### What you should do
For each line below that contains the word "match", return that line.

### Data
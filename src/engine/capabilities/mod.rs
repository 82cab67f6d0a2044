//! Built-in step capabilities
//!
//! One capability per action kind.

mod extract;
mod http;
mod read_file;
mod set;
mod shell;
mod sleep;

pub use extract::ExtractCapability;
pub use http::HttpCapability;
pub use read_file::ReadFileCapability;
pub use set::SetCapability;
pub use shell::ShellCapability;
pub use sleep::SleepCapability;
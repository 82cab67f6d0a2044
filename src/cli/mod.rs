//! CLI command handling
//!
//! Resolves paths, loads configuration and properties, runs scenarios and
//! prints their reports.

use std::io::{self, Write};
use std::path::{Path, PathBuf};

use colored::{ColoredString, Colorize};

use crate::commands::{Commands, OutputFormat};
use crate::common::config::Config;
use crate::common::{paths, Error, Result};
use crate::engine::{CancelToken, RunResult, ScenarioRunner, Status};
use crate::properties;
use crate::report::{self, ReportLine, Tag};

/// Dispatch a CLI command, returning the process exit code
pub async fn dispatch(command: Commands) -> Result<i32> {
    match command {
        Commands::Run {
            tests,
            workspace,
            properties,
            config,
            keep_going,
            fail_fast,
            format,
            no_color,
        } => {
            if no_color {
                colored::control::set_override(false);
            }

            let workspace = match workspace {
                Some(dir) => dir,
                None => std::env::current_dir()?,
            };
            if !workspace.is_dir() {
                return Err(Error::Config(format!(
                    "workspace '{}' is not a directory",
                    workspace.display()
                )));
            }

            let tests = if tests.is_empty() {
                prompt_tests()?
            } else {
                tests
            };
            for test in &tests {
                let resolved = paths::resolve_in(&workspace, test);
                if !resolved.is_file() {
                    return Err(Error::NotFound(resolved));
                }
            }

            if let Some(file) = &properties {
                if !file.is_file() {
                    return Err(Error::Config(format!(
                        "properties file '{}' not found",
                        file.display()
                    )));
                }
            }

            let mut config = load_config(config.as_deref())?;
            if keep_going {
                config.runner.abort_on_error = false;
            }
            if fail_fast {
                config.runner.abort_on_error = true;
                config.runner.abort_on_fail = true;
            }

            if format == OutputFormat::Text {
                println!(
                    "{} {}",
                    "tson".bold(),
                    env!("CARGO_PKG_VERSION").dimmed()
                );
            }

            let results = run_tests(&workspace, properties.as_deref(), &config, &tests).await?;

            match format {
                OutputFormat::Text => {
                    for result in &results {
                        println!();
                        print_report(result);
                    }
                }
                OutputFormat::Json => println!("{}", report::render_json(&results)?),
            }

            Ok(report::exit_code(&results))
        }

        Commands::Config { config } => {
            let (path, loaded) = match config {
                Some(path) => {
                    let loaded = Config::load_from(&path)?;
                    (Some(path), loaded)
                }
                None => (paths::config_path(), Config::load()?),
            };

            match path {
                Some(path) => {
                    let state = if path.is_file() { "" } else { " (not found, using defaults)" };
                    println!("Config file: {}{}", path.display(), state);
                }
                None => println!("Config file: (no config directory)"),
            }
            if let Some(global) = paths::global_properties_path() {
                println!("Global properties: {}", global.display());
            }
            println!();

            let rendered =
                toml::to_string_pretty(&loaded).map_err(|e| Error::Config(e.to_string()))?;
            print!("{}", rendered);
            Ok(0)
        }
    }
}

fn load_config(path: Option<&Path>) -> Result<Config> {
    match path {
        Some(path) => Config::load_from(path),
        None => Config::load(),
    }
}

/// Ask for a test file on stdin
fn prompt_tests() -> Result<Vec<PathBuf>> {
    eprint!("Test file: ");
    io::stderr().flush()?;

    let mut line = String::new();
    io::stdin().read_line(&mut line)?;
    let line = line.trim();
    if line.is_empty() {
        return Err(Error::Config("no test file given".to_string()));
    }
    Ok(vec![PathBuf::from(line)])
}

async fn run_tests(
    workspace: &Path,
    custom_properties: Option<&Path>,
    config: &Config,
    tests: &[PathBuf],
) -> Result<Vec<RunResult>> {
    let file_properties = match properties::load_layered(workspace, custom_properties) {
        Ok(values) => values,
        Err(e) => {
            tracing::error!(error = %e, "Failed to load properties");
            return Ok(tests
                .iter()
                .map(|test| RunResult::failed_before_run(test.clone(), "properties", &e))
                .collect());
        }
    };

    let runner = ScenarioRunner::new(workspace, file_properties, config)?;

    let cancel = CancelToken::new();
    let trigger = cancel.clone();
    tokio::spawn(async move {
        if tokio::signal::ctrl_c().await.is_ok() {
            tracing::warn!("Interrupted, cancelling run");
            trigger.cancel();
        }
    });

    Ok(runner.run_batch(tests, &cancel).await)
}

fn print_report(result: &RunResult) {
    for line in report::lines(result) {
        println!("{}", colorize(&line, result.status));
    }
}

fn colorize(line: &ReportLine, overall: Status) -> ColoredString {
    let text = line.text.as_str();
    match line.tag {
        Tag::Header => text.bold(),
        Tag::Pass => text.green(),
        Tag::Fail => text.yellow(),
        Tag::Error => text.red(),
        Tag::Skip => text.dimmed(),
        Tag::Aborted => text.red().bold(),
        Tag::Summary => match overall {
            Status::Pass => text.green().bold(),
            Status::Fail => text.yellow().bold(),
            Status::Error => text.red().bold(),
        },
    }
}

### Result of the task
    match command {
            let workspace = match workspace {
            match format {
            let (path, loaded) = match config {
            match path {
    match path {
    let file_properties = match properties::load_layered(workspace, custom_properties) {
    match line.tag {
        Tag::Summary => match overall {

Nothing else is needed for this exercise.